Gold is seen as a tool to protect against inflation, which is a long-term working hypothesis. The price of gold has witnessed prolonged periods of decline, and this scenario should not be ignored, especially since the metal does not have a price specified by supply and demand related to its interest and is similar to any financial asset.
If very few people talked about the bubble in the real estate and equity markets in 2007, hardly anyone would ever talk about a gold bubble today. Most likely, no one will do so until there are continuing signs of an economic recovery.
Perhaps many are looking for opportunities to invest in gold, so we will talk about some of the best and most popular ways to invest in yellow metal.
Investing in physical gold
Investing in bullion
It is helpful for those who think the financial system will collapse and paper money is worthless, or for those who like to enter the basement from time to time and hone their fortunes. Experts do not recommend this type of investment, as it involves storage costs and is more difficult to sell when the owner wants it on the market. Also, pay attention to the bank charges’ rate if you’re going to buy the metal from it because the winnings are usually much lower than the market price.
Investing in gold coins
For experts, the gold value depends on the rarity and year of the issue rather than the actual value of the metal. It’s an exciting investment but equally fluid.
Invest in jewelry
For gold lovers, the added value is reduced with some notable exceptions when pursuing this type of investment.
Investing gold in the financial markets
You have no problem storing the gold because you don’t have it. Additionally, if you expect a price drop, you can invest accordingly.

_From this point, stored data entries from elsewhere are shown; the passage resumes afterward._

use dotenvy::dotenv;
use shop_service::{build_server, create_pool, run_migrations, JwtConfig};
use std::env;

#[actix_web::main]
async fn main() -> std::io::Result<()> {
    dotenv().ok();
    env_logger::init_from_env(env_logger::Env::default().default_filter_or("info"));

    let database_url = env::var("DATABASE_URL").expect("DATABASE_URL must be set");
    let host = env::var("HOST").unwrap_or_else(|_| "0.0.0.0".to_string());
    let port: u16 = env::var("PORT")
        .unwrap_or_else(|_| "8080".to_string())
        .parse()
        .expect("PORT must be a valid number");
    let jwt = JwtConfig::from_env();

    let pool = create_pool(&database_url);
    run_migrations(&pool);

    log::info!("Starting server at http://{}:{}", host, port);

    build_server(pool, jwt, &host, port)?.await
}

Gold futures are very popular, as they block only a portion of your money from the spot market. However, you must be prepared to top up if the market does not go in the direction you expected. You do not have to wait long; if you are hoping well, you close your positions and take the profit.
If you contact a broker who also trades in international markets, you can access ETFs. These precious metal funds buy the metal, and in return, they issue shares that are traded and whose market value directly takes over the evolution of the gold price.
Also, on foreign exchanges, you can invest in companies whose activity is metal mining.
When investing in physical metal, you should pay attention to the provisions of the Fiscal Law, which impose certain conditions to exempt investment metal from VAT.
When investing in financial assets with the yellow metal as support, you are only paid a 16% dividend tax when you sell the asset for a profit.
Investing in gold-based financial assets has several advantages over investing in physical metal.